▼▼▼

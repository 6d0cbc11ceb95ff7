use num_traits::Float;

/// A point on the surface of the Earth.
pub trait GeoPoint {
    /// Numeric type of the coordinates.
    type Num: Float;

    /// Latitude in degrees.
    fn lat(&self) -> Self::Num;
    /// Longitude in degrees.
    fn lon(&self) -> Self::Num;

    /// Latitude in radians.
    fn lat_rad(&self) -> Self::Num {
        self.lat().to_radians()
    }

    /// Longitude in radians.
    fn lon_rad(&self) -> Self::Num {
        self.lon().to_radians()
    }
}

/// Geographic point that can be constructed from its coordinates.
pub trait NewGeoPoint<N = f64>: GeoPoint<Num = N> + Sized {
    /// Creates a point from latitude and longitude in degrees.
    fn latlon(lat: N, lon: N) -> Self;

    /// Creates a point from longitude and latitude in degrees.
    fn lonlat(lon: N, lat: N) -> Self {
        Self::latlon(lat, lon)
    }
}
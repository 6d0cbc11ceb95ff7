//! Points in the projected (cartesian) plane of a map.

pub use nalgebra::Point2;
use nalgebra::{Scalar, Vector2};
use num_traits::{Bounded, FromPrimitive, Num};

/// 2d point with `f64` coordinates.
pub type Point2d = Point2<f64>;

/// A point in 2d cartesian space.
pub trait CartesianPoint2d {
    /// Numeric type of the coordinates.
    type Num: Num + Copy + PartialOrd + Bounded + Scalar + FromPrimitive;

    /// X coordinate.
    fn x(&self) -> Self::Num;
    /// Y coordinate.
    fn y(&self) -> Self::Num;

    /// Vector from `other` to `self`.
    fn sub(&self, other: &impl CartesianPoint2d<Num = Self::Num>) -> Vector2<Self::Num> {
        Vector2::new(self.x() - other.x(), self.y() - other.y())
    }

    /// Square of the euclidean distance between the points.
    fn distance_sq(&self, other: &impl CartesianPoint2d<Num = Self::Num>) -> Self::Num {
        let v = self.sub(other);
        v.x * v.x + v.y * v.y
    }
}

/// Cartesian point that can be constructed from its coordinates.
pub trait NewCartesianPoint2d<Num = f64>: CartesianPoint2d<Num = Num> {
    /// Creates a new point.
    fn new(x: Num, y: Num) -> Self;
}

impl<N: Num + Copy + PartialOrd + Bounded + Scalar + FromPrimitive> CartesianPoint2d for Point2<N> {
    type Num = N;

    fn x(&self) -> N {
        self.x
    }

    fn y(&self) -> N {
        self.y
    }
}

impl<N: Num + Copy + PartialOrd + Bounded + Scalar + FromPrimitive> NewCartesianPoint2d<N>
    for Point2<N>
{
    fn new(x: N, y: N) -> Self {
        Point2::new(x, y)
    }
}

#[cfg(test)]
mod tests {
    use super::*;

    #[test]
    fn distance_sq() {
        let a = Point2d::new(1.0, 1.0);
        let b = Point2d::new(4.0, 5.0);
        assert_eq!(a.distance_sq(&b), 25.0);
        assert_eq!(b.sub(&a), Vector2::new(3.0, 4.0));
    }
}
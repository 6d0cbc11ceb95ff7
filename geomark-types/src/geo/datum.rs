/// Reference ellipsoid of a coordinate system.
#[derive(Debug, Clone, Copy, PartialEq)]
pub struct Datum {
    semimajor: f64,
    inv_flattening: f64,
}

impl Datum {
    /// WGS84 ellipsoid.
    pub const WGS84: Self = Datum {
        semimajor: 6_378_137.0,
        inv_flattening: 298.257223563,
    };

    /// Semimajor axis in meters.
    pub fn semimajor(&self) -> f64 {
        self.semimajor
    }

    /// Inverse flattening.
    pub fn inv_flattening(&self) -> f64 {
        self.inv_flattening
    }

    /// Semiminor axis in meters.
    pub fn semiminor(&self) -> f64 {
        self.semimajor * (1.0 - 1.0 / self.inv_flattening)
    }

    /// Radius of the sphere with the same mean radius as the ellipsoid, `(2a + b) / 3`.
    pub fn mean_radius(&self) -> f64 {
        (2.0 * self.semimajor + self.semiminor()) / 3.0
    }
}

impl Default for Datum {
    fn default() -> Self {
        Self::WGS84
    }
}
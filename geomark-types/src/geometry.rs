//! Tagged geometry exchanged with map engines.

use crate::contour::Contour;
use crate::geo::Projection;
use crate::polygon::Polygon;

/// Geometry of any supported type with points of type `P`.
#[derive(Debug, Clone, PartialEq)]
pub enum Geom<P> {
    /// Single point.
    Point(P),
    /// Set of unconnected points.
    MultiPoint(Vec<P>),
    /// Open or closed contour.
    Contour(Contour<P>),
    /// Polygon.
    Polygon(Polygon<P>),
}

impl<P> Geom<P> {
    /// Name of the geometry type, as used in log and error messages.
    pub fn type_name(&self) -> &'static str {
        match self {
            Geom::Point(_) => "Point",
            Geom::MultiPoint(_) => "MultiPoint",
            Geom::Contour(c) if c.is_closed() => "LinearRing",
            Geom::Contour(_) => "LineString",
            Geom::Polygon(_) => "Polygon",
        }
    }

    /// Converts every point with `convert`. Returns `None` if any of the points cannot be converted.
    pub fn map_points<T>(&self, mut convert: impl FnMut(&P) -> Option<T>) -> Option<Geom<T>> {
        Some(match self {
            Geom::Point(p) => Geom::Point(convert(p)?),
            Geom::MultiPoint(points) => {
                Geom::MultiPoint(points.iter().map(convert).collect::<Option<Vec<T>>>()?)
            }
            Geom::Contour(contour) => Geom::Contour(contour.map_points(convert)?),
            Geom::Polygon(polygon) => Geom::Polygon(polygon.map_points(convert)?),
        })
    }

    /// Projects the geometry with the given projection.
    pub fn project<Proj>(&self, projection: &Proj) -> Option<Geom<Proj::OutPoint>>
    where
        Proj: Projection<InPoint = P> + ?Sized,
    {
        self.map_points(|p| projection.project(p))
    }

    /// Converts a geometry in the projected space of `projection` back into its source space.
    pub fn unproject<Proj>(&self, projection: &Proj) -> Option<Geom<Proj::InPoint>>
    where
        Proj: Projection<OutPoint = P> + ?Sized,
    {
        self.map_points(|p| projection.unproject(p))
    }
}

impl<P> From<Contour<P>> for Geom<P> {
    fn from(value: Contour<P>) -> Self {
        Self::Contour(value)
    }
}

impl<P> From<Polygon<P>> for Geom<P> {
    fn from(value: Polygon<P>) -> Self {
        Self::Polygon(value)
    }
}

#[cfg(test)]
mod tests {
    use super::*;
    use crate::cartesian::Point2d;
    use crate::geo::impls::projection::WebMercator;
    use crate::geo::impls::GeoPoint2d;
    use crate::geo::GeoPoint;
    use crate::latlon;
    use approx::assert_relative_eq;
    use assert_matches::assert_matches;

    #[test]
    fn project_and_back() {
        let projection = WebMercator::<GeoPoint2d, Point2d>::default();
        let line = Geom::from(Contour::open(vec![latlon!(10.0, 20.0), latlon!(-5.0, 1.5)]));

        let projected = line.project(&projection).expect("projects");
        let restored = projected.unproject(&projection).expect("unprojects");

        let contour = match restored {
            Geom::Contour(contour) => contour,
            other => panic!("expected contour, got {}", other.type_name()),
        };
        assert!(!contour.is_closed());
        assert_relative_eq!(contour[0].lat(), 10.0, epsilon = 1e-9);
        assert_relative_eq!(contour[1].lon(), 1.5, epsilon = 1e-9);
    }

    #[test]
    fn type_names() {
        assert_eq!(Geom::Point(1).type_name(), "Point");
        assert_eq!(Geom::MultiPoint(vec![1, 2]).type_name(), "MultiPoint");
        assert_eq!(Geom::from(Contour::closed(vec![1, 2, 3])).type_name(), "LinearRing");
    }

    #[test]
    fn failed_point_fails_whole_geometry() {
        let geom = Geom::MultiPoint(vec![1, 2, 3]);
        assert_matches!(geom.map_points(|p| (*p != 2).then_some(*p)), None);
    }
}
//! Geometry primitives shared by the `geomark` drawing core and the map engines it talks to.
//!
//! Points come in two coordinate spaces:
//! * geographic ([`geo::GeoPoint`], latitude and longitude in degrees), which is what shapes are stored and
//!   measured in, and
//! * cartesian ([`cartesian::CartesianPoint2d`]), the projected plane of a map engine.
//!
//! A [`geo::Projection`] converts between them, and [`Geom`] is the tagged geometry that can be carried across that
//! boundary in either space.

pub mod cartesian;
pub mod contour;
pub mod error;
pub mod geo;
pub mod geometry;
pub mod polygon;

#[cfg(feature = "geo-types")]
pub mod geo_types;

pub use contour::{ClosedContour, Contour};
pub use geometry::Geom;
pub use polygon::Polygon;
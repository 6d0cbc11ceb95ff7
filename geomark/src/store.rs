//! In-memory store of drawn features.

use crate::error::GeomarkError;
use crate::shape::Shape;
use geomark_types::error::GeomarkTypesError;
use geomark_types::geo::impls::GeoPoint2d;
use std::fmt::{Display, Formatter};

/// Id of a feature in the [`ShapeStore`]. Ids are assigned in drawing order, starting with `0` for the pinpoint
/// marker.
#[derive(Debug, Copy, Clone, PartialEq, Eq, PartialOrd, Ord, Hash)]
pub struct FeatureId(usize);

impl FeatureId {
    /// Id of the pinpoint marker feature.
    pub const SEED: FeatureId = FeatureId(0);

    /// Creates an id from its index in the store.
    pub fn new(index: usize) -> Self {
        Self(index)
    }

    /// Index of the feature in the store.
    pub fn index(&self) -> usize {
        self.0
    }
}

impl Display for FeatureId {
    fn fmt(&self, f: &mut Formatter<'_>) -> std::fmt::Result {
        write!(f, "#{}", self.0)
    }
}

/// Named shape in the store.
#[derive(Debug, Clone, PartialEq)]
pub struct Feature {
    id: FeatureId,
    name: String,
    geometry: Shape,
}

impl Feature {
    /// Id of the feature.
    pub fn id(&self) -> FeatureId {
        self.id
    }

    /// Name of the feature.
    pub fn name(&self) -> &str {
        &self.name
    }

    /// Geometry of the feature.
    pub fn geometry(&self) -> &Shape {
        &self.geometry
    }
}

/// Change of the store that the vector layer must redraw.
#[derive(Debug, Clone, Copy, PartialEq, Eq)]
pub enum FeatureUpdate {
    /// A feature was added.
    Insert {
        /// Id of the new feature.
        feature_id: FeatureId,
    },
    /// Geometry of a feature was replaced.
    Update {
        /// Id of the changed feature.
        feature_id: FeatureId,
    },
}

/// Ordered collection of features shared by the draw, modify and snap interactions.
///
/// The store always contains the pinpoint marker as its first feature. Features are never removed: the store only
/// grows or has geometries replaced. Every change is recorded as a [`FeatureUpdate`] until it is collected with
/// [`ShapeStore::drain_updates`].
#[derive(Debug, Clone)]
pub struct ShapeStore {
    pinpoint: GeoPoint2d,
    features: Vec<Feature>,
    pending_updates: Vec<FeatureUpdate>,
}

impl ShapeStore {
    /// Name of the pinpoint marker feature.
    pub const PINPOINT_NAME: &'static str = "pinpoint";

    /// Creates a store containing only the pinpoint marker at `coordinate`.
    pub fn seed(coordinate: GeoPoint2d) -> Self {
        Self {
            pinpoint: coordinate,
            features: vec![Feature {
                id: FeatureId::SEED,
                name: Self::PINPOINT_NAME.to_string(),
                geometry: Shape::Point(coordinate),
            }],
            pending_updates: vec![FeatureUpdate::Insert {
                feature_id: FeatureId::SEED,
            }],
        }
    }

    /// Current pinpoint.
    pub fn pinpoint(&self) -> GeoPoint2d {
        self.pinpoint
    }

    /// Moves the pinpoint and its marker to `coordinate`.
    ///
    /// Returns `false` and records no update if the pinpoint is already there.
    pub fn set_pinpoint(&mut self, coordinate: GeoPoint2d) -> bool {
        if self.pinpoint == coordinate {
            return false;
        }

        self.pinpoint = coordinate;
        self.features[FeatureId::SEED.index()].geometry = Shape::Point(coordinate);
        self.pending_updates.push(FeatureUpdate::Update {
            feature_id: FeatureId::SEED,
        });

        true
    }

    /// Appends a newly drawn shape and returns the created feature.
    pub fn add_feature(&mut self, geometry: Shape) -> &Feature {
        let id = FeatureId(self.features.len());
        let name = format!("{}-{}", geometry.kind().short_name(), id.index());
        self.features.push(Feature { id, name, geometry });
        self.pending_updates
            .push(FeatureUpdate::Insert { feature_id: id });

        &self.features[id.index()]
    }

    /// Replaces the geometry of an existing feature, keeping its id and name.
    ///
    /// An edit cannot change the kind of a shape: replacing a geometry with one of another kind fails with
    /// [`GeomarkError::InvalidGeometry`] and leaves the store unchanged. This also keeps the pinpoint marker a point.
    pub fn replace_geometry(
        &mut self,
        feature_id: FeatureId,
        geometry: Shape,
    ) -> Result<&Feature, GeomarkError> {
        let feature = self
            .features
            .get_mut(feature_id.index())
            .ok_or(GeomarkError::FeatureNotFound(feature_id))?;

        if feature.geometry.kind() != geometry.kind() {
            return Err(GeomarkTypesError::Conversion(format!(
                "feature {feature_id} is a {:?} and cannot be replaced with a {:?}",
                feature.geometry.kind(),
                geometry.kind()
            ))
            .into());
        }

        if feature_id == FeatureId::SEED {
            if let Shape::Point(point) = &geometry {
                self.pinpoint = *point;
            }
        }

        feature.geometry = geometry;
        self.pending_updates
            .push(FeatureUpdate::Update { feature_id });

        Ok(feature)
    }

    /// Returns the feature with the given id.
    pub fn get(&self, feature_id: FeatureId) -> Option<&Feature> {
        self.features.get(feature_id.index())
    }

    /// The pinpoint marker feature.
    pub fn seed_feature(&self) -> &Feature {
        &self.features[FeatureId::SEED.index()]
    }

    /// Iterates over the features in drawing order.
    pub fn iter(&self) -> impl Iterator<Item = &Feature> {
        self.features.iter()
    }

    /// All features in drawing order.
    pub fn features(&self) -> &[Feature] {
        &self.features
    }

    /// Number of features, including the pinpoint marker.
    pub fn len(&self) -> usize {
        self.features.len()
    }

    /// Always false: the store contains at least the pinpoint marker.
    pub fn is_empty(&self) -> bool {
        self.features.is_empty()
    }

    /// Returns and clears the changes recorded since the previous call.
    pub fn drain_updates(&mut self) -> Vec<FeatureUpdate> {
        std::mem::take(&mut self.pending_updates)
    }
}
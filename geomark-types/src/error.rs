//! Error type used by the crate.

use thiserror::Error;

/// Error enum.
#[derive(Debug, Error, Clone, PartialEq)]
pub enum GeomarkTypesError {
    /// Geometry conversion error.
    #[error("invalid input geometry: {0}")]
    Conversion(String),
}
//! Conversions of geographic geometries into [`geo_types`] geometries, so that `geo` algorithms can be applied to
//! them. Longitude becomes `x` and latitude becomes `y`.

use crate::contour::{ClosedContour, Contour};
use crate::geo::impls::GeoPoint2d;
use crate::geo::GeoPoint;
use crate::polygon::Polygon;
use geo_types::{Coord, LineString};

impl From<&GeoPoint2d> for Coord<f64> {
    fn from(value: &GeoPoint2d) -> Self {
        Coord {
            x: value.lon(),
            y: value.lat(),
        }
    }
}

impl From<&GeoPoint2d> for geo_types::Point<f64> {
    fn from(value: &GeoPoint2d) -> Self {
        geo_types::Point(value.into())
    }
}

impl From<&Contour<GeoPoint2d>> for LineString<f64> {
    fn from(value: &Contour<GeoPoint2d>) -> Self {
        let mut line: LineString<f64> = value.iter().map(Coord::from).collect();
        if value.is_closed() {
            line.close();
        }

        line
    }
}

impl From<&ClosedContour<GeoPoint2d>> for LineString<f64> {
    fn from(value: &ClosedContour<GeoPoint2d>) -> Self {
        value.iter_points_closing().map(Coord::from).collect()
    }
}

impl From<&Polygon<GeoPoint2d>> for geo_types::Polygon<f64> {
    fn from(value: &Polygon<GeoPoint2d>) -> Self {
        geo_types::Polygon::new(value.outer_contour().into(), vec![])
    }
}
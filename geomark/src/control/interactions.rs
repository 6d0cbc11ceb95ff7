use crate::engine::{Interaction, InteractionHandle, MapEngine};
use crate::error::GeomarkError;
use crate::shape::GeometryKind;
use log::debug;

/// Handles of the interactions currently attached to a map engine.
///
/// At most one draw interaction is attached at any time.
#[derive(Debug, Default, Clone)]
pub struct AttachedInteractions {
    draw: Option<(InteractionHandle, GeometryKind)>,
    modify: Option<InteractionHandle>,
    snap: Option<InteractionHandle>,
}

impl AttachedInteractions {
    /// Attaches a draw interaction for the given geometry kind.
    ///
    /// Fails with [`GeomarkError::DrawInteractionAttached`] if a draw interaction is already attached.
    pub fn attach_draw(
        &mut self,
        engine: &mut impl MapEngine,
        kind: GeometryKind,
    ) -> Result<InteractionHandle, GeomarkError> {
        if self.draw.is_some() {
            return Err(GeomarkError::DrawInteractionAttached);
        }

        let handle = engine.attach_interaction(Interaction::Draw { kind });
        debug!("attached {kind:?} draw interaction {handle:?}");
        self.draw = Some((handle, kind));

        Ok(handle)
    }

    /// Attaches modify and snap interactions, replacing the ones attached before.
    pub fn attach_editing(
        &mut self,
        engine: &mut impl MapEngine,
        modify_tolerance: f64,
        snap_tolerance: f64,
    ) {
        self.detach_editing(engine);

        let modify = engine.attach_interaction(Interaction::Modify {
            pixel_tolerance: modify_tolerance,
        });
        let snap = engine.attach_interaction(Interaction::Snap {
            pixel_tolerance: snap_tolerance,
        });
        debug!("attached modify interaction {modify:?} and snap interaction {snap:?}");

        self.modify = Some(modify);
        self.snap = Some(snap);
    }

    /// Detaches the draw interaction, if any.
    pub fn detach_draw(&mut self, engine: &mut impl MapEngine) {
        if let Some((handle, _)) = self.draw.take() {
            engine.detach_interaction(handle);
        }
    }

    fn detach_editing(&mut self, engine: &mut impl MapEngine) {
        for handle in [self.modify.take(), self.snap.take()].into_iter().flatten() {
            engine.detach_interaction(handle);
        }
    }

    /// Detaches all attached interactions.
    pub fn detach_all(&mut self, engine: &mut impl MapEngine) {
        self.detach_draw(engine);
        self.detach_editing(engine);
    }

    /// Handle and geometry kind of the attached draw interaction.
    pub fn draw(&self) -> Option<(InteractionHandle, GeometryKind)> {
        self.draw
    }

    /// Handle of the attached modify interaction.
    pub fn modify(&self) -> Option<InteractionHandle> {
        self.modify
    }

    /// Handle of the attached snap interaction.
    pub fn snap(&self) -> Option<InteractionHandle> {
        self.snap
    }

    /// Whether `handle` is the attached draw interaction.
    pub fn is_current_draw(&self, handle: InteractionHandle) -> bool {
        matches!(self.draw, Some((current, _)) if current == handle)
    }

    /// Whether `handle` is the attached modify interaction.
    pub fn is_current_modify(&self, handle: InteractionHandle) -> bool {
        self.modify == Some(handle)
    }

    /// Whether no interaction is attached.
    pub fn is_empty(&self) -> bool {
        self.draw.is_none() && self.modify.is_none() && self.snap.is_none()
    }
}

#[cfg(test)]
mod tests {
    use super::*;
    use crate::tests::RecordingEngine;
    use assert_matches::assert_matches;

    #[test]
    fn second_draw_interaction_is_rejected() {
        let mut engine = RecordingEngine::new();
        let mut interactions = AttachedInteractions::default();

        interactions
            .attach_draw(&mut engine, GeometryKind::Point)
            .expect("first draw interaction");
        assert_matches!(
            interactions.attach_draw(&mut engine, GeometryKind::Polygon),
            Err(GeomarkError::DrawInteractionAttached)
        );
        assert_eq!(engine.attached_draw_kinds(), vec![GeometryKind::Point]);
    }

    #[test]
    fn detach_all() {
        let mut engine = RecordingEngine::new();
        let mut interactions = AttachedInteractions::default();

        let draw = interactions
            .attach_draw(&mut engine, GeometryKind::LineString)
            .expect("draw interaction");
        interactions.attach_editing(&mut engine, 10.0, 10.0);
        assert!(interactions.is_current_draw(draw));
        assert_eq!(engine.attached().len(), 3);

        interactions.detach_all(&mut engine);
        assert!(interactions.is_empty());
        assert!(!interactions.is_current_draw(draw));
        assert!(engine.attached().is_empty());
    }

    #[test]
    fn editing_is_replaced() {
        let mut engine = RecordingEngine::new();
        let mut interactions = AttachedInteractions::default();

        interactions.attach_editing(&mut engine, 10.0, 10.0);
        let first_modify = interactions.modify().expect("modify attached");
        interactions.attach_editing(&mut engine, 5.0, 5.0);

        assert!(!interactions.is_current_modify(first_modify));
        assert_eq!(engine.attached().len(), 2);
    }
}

▲▲▲

◆ **Task to complete**: Scan the data above for the word "meters", then copy every line that holds it.

◆ **Response to the task**:
    /// Semimajor axis in meters.
    /// Semiminor axis in meters.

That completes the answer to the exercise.